**** RECORDS FOR THIS EXERCISE

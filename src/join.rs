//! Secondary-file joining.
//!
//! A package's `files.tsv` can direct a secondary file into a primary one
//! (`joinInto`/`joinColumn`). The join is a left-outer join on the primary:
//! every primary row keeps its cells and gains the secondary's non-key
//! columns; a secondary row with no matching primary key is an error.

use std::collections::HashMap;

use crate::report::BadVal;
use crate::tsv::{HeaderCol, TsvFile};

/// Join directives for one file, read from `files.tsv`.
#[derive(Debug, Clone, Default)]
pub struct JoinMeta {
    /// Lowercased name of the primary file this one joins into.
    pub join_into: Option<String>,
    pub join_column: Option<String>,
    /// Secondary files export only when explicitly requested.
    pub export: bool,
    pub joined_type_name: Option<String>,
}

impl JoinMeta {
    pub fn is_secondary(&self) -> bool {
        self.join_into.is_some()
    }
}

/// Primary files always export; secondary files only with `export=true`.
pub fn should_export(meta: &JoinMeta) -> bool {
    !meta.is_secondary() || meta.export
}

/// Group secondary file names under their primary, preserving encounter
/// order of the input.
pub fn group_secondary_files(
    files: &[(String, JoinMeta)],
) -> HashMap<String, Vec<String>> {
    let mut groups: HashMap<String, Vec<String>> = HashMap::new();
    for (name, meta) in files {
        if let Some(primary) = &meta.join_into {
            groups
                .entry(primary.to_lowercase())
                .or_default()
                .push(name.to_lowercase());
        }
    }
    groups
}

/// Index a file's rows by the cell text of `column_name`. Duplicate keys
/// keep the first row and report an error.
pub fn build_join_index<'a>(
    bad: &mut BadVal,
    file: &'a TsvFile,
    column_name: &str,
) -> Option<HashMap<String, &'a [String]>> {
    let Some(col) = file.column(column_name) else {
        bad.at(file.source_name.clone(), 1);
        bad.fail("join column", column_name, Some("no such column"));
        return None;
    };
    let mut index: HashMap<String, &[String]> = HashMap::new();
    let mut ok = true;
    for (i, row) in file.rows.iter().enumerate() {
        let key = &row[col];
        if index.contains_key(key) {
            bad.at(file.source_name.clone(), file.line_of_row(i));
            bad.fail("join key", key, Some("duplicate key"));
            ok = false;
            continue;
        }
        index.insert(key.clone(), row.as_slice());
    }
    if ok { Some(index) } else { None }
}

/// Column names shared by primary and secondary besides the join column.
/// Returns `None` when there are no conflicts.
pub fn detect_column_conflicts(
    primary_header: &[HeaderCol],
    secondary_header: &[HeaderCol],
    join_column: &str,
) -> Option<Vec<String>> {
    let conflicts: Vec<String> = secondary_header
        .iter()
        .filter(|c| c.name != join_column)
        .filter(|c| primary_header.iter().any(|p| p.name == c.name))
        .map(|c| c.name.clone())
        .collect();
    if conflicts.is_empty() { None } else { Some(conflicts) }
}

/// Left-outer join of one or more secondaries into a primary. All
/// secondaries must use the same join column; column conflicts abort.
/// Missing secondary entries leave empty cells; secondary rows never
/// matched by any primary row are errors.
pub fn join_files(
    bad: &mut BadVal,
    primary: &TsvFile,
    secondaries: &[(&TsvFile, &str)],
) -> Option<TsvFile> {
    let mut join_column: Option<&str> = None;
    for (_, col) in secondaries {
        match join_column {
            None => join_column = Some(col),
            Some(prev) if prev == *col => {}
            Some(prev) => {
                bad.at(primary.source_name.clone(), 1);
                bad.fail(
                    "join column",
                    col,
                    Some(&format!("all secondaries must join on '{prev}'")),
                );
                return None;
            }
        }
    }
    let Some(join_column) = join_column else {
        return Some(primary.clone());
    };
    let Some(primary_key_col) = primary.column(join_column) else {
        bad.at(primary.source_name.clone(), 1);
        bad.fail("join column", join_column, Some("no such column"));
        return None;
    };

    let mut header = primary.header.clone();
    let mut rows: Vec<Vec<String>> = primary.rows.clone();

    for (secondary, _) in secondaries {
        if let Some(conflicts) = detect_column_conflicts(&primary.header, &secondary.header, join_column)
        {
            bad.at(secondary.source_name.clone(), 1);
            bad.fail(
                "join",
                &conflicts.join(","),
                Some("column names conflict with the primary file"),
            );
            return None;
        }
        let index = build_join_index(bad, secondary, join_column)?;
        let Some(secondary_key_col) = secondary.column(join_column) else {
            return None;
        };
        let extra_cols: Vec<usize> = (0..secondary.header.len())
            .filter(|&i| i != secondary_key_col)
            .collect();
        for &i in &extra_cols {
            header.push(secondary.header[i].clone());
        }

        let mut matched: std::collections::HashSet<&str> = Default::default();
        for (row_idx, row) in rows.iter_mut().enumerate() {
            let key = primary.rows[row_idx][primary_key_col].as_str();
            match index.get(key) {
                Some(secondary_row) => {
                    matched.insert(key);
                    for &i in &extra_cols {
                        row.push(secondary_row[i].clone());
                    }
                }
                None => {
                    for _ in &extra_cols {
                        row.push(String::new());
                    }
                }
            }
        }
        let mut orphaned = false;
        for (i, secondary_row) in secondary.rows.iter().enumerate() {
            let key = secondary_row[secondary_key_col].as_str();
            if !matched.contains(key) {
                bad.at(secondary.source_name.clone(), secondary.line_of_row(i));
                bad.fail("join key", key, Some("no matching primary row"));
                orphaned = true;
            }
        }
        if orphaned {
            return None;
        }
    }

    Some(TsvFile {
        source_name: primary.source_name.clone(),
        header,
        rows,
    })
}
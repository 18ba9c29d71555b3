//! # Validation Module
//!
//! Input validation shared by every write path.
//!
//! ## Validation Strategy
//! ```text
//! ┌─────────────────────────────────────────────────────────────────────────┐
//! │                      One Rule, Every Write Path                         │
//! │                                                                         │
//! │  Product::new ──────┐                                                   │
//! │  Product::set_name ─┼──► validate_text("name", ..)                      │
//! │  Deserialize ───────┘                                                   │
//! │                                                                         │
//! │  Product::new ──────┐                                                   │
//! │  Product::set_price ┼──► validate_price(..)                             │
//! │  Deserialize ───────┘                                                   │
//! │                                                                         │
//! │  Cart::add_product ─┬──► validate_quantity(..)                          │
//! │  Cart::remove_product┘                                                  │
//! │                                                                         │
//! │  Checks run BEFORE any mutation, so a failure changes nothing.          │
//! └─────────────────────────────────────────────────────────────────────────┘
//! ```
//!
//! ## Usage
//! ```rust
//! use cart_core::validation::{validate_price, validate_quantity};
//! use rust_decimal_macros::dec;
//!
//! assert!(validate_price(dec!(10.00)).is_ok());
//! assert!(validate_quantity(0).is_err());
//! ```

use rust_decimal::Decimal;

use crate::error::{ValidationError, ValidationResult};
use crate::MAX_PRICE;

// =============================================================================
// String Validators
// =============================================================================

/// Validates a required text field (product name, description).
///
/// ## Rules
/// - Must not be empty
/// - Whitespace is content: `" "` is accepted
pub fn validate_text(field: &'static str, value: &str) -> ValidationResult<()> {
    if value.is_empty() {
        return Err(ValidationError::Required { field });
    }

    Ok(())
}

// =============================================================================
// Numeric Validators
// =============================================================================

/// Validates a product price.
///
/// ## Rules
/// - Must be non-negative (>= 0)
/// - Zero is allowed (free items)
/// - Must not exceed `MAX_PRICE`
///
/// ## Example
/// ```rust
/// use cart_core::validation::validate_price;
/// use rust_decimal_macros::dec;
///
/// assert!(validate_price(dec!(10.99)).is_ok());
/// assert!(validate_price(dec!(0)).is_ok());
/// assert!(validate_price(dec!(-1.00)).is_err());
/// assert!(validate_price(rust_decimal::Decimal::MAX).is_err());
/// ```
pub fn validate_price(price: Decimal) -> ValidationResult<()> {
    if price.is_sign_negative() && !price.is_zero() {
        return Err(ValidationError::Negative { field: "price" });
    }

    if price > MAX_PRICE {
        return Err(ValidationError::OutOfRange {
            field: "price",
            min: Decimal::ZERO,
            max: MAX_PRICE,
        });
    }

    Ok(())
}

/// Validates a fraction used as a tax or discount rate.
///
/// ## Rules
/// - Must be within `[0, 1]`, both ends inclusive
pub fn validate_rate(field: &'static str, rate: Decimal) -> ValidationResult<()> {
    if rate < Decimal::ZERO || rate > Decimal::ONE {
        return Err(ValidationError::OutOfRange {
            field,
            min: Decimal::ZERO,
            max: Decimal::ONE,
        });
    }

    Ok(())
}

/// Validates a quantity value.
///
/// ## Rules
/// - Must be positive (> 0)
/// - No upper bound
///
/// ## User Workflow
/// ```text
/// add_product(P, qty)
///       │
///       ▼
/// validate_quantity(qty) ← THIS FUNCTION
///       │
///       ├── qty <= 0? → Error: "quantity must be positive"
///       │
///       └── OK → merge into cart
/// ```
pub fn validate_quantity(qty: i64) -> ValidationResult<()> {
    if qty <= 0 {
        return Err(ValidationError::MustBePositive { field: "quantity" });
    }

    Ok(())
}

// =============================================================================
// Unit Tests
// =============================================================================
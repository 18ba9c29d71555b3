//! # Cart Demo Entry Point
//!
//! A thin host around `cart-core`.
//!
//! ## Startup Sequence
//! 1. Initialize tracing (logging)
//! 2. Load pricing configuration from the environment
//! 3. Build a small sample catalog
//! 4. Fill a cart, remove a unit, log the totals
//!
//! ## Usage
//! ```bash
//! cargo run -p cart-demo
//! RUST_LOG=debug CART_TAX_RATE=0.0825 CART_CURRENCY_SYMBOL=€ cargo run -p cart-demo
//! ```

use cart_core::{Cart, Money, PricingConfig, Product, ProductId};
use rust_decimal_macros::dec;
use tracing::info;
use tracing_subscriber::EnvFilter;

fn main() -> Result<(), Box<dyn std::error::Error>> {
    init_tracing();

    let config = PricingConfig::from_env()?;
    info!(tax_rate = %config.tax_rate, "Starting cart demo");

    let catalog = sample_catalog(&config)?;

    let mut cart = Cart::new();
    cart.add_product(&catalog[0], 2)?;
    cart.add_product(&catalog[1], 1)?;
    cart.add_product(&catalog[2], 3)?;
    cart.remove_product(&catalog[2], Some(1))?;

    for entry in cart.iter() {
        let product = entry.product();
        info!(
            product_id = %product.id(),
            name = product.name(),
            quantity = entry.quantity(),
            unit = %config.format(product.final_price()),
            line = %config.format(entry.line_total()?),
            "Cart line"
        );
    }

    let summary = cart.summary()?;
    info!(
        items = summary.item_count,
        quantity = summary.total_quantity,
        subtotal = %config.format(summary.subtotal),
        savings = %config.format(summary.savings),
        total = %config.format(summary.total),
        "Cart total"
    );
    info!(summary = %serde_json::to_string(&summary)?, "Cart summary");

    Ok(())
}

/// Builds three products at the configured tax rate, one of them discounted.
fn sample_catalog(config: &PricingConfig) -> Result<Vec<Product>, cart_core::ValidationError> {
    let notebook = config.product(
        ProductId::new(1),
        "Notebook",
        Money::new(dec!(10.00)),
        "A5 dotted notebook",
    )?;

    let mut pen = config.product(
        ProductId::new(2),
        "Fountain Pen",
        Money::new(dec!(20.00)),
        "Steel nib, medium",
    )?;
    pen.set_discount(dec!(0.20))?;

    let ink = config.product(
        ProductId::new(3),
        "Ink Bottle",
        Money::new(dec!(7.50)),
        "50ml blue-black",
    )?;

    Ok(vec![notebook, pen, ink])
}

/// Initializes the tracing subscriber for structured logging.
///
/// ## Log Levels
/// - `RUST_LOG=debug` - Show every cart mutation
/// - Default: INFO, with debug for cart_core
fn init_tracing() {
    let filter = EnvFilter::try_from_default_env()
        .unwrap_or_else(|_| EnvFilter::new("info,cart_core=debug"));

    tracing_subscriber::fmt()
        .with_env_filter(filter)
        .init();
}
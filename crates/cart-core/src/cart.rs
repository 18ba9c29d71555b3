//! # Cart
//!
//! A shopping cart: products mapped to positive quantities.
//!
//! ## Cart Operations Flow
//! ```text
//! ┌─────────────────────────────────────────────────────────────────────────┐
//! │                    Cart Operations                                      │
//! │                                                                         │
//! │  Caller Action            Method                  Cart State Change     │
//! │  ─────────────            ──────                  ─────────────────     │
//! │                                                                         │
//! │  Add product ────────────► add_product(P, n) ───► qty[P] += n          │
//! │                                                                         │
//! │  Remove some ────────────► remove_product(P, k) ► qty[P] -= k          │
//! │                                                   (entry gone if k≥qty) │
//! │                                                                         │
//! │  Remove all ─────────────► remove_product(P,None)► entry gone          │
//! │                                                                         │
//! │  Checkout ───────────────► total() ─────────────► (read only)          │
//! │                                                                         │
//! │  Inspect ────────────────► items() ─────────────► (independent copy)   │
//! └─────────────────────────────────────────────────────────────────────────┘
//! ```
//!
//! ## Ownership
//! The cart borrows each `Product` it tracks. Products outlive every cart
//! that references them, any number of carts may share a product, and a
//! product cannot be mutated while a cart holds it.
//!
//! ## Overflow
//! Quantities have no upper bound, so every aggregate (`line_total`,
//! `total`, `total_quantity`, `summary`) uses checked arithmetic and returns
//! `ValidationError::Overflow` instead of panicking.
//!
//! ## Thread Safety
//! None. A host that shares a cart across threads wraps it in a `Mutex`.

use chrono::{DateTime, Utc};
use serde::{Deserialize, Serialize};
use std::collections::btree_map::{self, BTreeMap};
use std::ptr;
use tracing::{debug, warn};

********

** TASK **
The expected response is the material above given again line by line, from its first line to the line holding "The join is", inclusive.

** PROBLEM SOLUTION **
filename src/join.rs
//! Secondary-file joining.
//!
//! A package's `files.tsv` can direct a secondary file into a primary one
//! (`joinInto`/`joinColumn`). The join is a left-outer join on the primary:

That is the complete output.